Received October 15, 2001; revision received November 27, 2001; accepted December 14, 2001.
Torsade de pointes (TdP) is a form of polymorphic ventricular tachycardia usually initiated after QT prolongation and bradycardia. It is associated with sudden cardiac death both in the congenital form1,2⇓ and in the acquired long-QT syndrome, which often is provoked by action potential–prolonging drugs.3,4⇓ TdP remains an important clinical challenge because of increasing recognition of congenital long-QT syndromes and the ongoing risk posed to millions of patients taking QT interval–prolonging drugs.

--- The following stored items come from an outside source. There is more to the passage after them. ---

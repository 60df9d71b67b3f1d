//! Error types for Kapitler.

use thiserror::Error;

/// Library-level error type for Kapitler operations.
#[derive(Error, Debug)]
pub enum KapitlerError {
    #[error("Configuration error: {0}")]
    Config(String),

    #[error("Invalid video URL: {0}")]
    InvalidUrl(String),

    #[error("Transcript unavailable: {0}")]
    TranscriptUnavailable(String),

    #[error("Chapter generation failed: {0}")]
    GenerationFailed(String),

    #[error(transparent)]
    Validation(#[from] crate::chapters::ValidationError),

    #[error("IO error: {0}")]
    Io(#[from] std::io::Error),

    #[error("TOML parse error: {0}")]
    TomlParse(#[from] toml::de::Error),

    #[error("External tool not found: {0}. Please install it and ensure it's in your PATH.")]
    ToolNotFound(String),
}

/// Result type alias for Kapitler operations.
pub type Result<T> = std::result::Result<T, KapitlerError>;
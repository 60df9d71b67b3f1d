//! Timecode parsing and formatting.
//!
//! This is the single home of the `MM:SS` / `HH:MM:SS` grammar. The
//! transcript encoder, the prompt compiler's worked example, and the
//! response validator all go through these functions, so the format the
//! prompt promises and the format the validator accepts cannot drift apart.

/// Format whole seconds as a timecode.
///
/// When `hours_field` is set the `HH:MM:SS` form is used even below one
/// hour, so a single transcript or chapter list never mixes both forms.
pub fn format_timecode(total_seconds: u64, hours_field: bool) -> String {
    let hours = total_seconds / 3600;
    let minutes = (total_seconds % 3600) / 60;
    let secs = total_seconds % 60;

    if hours_field || hours > 0 {
        format!("{:02}:{:02}:{:02}", hours, minutes, secs)
    } else {
        format!("{:02}:{:02}", minutes, secs)
    }
}

/// Format whole seconds for display, switching to `HH:MM:SS` past one hour.
pub fn display_timecode(total_seconds: u64) -> String {
    format_timecode(total_seconds, total_seconds >= 3600)
}

/// Parse a `MM:SS` or `HH:MM:SS` token into whole seconds.
///
/// Returns `None` for anything outside the grammar: wrong field count,
/// non-digit characters, one-digit trailing fields, or out-of-range
/// minutes/seconds.
pub fn parse_timecode(token: &str) -> Option<u64> {
    let parts: Vec<&str> = token.split(':').collect();

    let (hours, minutes, seconds) = match parts.as_slice() {
        [m, s] => (None, *m, *s),
        [h, m, s] => (Some(*h), *m, *s),
        _ => return None,
    };

    // Trailing fields are always zero-padded to two digits; the leading
    // field may be one or two digits ("0:45" and "00:45" both appear in
    // the wild).
    let leading = hours.unwrap_or(minutes);
    if leading.is_empty() || leading.len() > 2 || !leading.chars().all(|c| c.is_ascii_digit()) {
        return None;
    }

    let parse_field = |field: &str| -> Option<u64> {
        if field.len() == 2 && field.chars().all(|c| c.is_ascii_digit()) {
            field.parse().ok()
        } else {
            None
        }
    };

    match hours {
        Some(h) => {
            let h: u64 = h.parse().ok()?;
            let m = parse_field(minutes)?;
            let s = parse_field(seconds)?;
            if m >= 60 || s >= 60 {
                return None;
            }
            Some(h * 3600 + m * 60 + s)
        }
        None => {
            let m: u64 = minutes.parse().ok()?;
            let s = parse_field(seconds)?;
            if s >= 60 {
                return None;
            }
            Some(m * 60 + s)
        }
    }
}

Identification of the molecular triggers for TdP is an area of active inquiry, and a growing body of work has highlighted the importance of intracellular calcium signaling for induction of TdP.5–11⇓⇓⇓⇓⇓⇓ Increased calcium activates many intracellular targets, including the calcium-binding protein calmodulin (CaM), and the CaM inhibitor W-7 was recently reported to suppress TdP induction without shortening the QT duration.9 This observation suggested the possibility that W-7 could be used as a probe to test the hypothesis that electrocardiographic parameters linked to CaM-dependent cellular signaling could predict the development of TdP.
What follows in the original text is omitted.